To solve the problem of finding the number of 6-digit numbers formed from the set {1, 2, 3, 4, 5} where any digit that appears must appear at least twice, we can break the problem down into cases based on how many different digits are used and how many times each digit appears. ### Step-by-Step Solution: **Step 1: Define the cases based on the repetition of digits.** 1. **Case 1: All digits are the same (6 alike).** - Here, we can choose any one digit from the set {1, 2, 3, 4, 5}. - The number of ways to choose 1 digit from 5 is given by \( \binom{5}{1} = 5 \). - The arrangement of this digit is only 1 way since all digits are the same. - **Total for Case 1:** \( 5 \) **Step 2: Case 2: Four digits are the same, and two digits are the same (4 alike, 2 alike).** - Choose 2 different digits from the set.

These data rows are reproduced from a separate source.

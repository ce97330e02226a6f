//! The remote authentication service, as seen by the session manager.
//!
//! [`AuthGateway`] is the seam between session lifecycle logic and the network.
//! [`http::HttpAuthGateway`] talks to the SRA backend through the
//! [`Transport`](crate::transport::Transport); tests script their own
//! implementation in [`crate::test_utils`].

pub mod http;

use async_trait::async_trait;

use crate::auth::session::Credentials;
use crate::errors::Result;
use crate::types::User;

pub use http::HttpAuthGateway;

/// What a `login` call yielded.
#[derive(Debug, Clone, PartialEq, Eq)]
pub enum LoginOutcome {
    Authenticated { user: User, credentials: Credentials },
    SecondFactorRequired,
}

#[async_trait]
pub trait AuthGateway: Send + Sync {
    /// Exchange username/password (and optional second-factor code) for a session.
    ///
    /// Rejected credentials are `Error::InvalidCredentials`, unreachable service is
    /// `Error::NetworkUnavailable`.
    async fn login(&self, username: &str, password: &str, mfa_code: Option<&str>) -> Result<LoginOutcome>;

    /// Revoke `access_token` server-side.
    async fn logout(&self, access_token: &str) -> Result<()>;

    /// Whether the server still accepts `access_token`.
    async fn validate_token(&self, access_token: &str) -> Result<bool>;

    /// Mint a new credential pair from `refresh_token`.
    ///
    /// An expired refresh credential is `Error::TokenExpired`. One refused for any
    /// other reason is `Error::RefreshRejected`.
    async fn refresh_token(&self, refresh_token: &str) -> Result<Credentials>;
}
//! Test utilities (available with the `test-utils` feature).

use async_trait::async_trait;
use parking_lot::Mutex;
use std::sync::Arc;
use std::sync::atomic::{AtomicBool, AtomicUsize, Ordering};
use std::time::Duration;
use uuid::Uuid;

use crate::auth::manager::SessionManager;
use crate::auth::permissions::catalog;
use crate::auth::session::Credentials;
use crate::config::SessionConfig;
use crate::errors::{Error, Result};
use crate::gateway::{AuthGateway, LoginOutcome};
use crate::notifications::NoticeBus;
use crate::store::{AuthStore, MemoryBackend, SecureStore, StorageBackend, StoreError};
use crate::transport::SessionLink;
use crate::types::{Role, User, UserStatus};

/// An active analyst who can read threats and incidents.
pub fn sample_user(username: &str) -> User {
    User {
        id: Uuid::new_v4(),
        username: username.to_string(),
        email: format!("{username}@sra.local"),
        role: Role::new("analyst", [catalog::threats_read(), catalog::incidents_read()]),
        permissions: Default::default(),
        mfa_enabled: false,
        status: UserStatus::Active,
    }
}

#[derive(Debug, Clone, Copy, PartialEq, Eq)]
pub enum RefreshBehavior {
    Succeed,
    Reject,
    NetworkError,
}

/// Scripted [`AuthGateway`] with call counters.
///
/// Accepts one user with one password, optionally behind a second-factor code.
/// Every issued credential pair is numbered: `access-1`/`refresh-1`, then
/// `access-2`/`refresh-2` and so on, across logins and refreshes.
pub struct MockGateway {
    user: User,
    password: String,
    mfa_code: Option<String>,
    validate: Mutex<Result<bool>>,
    refresh: Mutex<RefreshBehavior>,
    fail_logout: AtomicBool,
    refresh_delay: Duration,
    validate_delay: Duration,
    issued: AtomicUsize,
    login_calls: AtomicUsize,
    logout_calls: AtomicUsize,
    validate_calls: AtomicUsize,
    refresh_calls: AtomicUsize,
}

impl MockGateway {
    pub fn new(user: User, password: &str) -> Self {
        Self {
            user,
            password: password.to_string(),
            mfa_code: None,
            validate: Mutex::new(Ok(true)),
            refresh: Mutex::new(RefreshBehavior::Succeed),
            fail_logout: AtomicBool::new(false),
            refresh_delay: Duration::ZERO,
            validate_delay: Duration::ZERO,
            issued: AtomicUsize::new(0),
            login_calls: AtomicUsize::new(0),
            logout_calls: AtomicUsize::new(0),
            validate_calls: AtomicUsize::new(0),
            refresh_calls: AtomicUsize::new(0),
        }
    }

    pub fn with_mfa_code(mut self, code: &str) -> Self {
        self.mfa_code = Some(code.to_string());
        self
    }

    pub fn with_refresh_delay(mut self, delay: Duration) -> Self {
        self.refresh_delay = delay;
        self
    }

    pub fn with_validate_delay(mut self, delay: Duration) -> Self {
        self.validate_delay = delay;
        self
    }

    pub fn set_validate(&self, result: Result<bool>) {
        *self.validate.lock() = result;
    }

    pub fn set_refresh(&self, behavior: RefreshBehavior) {
        *self.refresh.lock() = behavior;
    }

    pub fn fail_logout(&self) {
        self.fail_logout.store(true, Ordering::SeqCst);
    }

    pub fn login_calls(&self) -> usize {
        self.login_calls.load(Ordering::SeqCst)
    }

    pub fn logout_calls(&self) -> usize {
        self.logout_calls.load(Ordering::SeqCst)
    }

    pub fn validate_calls(&self) -> usize {
        self.validate_calls.load(Ordering::SeqCst)
    }

    pub fn refresh_calls(&self) -> usize {
        self.refresh_calls.load(Ordering::SeqCst)
    }

    fn issue(&self) -> Credentials {
        let n = self.issued.fetch_add(1, Ordering::SeqCst) + 1;
        Credentials {
            access_token: format!("access-{n}"),
            refresh_token: format!("refresh-{n}"),
        }
    }
}

#[async_trait]
impl AuthGateway for MockGateway {
    async fn login(&self, username: &str, password: &str, mfa_code: Option<&str>) -> Result<LoginOutcome> {
        self.login_calls.fetch_add(1, Ordering::SeqCst);
        if username != self.user.username || password != self.password {
            return Err(Error::InvalidCredentials {
                message: Some("Invalid username or password".to_string()),
            });
        }
        match (&self.mfa_code, mfa_code) {
            (Some(_), None) => return Ok(LoginOutcome::SecondFactorRequired),
            (Some(expected), Some(given)) if expected != given => {
                return Err(Error::InvalidCredentials {
                    message: Some("Invalid MFA code".to_string()),
                });
            }
            _ => {}
        }
        Ok(LoginOutcome::Authenticated {
            user: self.user.clone(),
            credentials: self.issue(),
        })
    }

    async fn logout(&self, _access_token: &str) -> Result<()> {
        self.logout_calls.fetch_add(1, Ordering::SeqCst);
        if self.fail_logout.load(Ordering::SeqCst) {
            return Err(Error::NetworkUnavailable {
                message: "logout endpoint unreachable".to_string(),
            });
        }
        Ok(())
    }

    async fn validate_token(&self, _access_token: &str) -> Result<bool> {
        self.validate_calls.fetch_add(1, Ordering::SeqCst);
        if !self.validate_delay.is_zero() {
            tokio::time::sleep(self.validate_delay).await;
        }
        self.validate.lock().clone()
    }

    async fn refresh_token(&self, _refresh_token: &str) -> Result<Credentials> {
        self.refresh_calls.fetch_add(1, Ordering::SeqCst);
        if !self.refresh_delay.is_zero() {
            tokio::time::sleep(self.refresh_delay).await;
        }
        let behavior = *self.refresh.lock();
        match behavior {
            RefreshBehavior::Succeed => Ok(self.issue()),
            RefreshBehavior::Reject => Err(Error::RefreshRejected {
                message: "Refresh token expired".to_string(),
            }),
            RefreshBehavior::NetworkError => Err(Error::NetworkUnavailable {
                message: "refresh endpoint unreachable".to_string(),
            }),
        }
    }
}

/// In-memory backend that fails writes to one key, or every removal, on demand.
#[derive(Default)]
pub struct FailingBackend {
    pub inner: MemoryBackend,
    fail_key: Option<String>,
    fail_removes: AtomicBool,
}

impl FailingBackend {
    pub fn new() -> Self {
        Self::default()
    }

    /// Fail every write to the raw (namespaced) `key`.
    pub fn failing_writes_to(mut self, key: &str) -> Self {
        self.fail_key = Some(key.to_string());
        self
    }

    pub fn fail_removes(&self, fail: bool) {
        self.fail_removes.store(fail, Ordering::SeqCst);
    }
}

impl StorageBackend for FailingBackend {
    fn get(&self, key: &str) -> std::result::Result<Option<String>, StoreError> {
        self.inner.get(key)
    }

    fn set(&self, key: &str, value: &str) -> std::result::Result<(), StoreError> {
        if self.fail_key.as_deref() == Some(key) {
            return Err(StoreError::Io {
                operation: "set".to_string(),
                message: "quota exceeded".to_string(),
            });
        }
        self.inner.set(key, value)
    }

    fn remove(&self, key: &str) -> std::result::Result<(), StoreError> {
        if self.fail_removes.load(Ordering::SeqCst) {
            return Err(StoreError::Io {
                operation: "remove".to_string(),
                message: "storage is read-only".to_string(),
            });
        }
        self.inner.remove(key)
    }
}

/// An [`AuthStore`] over `backend` with the default namespace and key.
pub fn store_over(backend: Arc<dyn StorageBackend>) -> AuthStore {
    AuthStore::new(SecureStore::new(backend, "sra_", "sra-dashboard"))
}

/// A manager over `gateway` with an in-memory store and default timings.
pub fn manager_with(gateway: Arc<MockGateway>) -> (SessionManager, AuthStore) {
    manager_with_store(gateway, AuthStore::in_memory())
}

pub fn manager_with_store(gateway: Arc<MockGateway>, store: AuthStore) -> (SessionManager, AuthStore) {
    build(gateway, store, SessionConfig::default())
}

pub fn manager_with_config(gateway: Arc<MockGateway>, config: SessionConfig) -> (SessionManager, AuthStore) {
    build(gateway, AuthStore::in_memory(), config)
}

fn build(gateway: Arc<MockGateway>, store: AuthStore, config: SessionConfig) -> (SessionManager, AuthStore) {
    let (link, signals) = SessionLink::new(NoticeBus::new());
    let manager = SessionManager::new(gateway, store.clone(), config, link, signals);
    (manager, store)
}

The number of ways to choose 2 digits from 5 is \( \binom{5}{2} = 10 \). - The arrangement of these digits (4 of one kind and 2 of another) can be calculated using the formula for permutations of multiset: \[ \frac{6!}{4! \cdot 2!} = \frac{720}{24 \cdot 2} = 15 \] - **Total for Case 2:** \( 10 \times 15 = 150 \) **Step 3: Case 3: Three digits are the same, and three digits are the same (3 alike, 3 alike).** - Choose 2 different digits from the set. The number of ways to choose 2 digits from 5 is \( \binom{5}{2} = 10 \). - The arrangement of these digits (3 of one kind and 3 of another) can be calculated as: \[ \frac{6!}{3! \cdot 3!} = \frac{720}{6 \cdot 6} = 20 \] - **Total for Case 3:** \( 10 \times 20 = 200 \) **Step 4: Case 4: Two digits are the same, two digits are the same, and two digits are the same (2 alike, 2 alike, 2 alike).** - Choose 3 different digits from the set. The number of ways to choose 3 digits from 5 is \( \binom{5}{3} = 10 \). - The arrangement of these digits (2 of one kind, 2 of another, and 2 of another) can be calculated as: \[ \frac{6!}{2! \cdot 2! \cdot 2!} = \frac{720}{2 \cdot 2 \cdot 2} = 90 \] - **Total for Case 4:** \( 10 \times 90 = 900 \) **Step 5: Calculate the total number of valid 6-digit numbers.** - Now, we sum the totals from all cases: \[ \text{Total} = 5 + 150 + 200 + 900 = 1255 \] ### Final Answer: The total number of 6-digit numbers that can be formed is **1255**.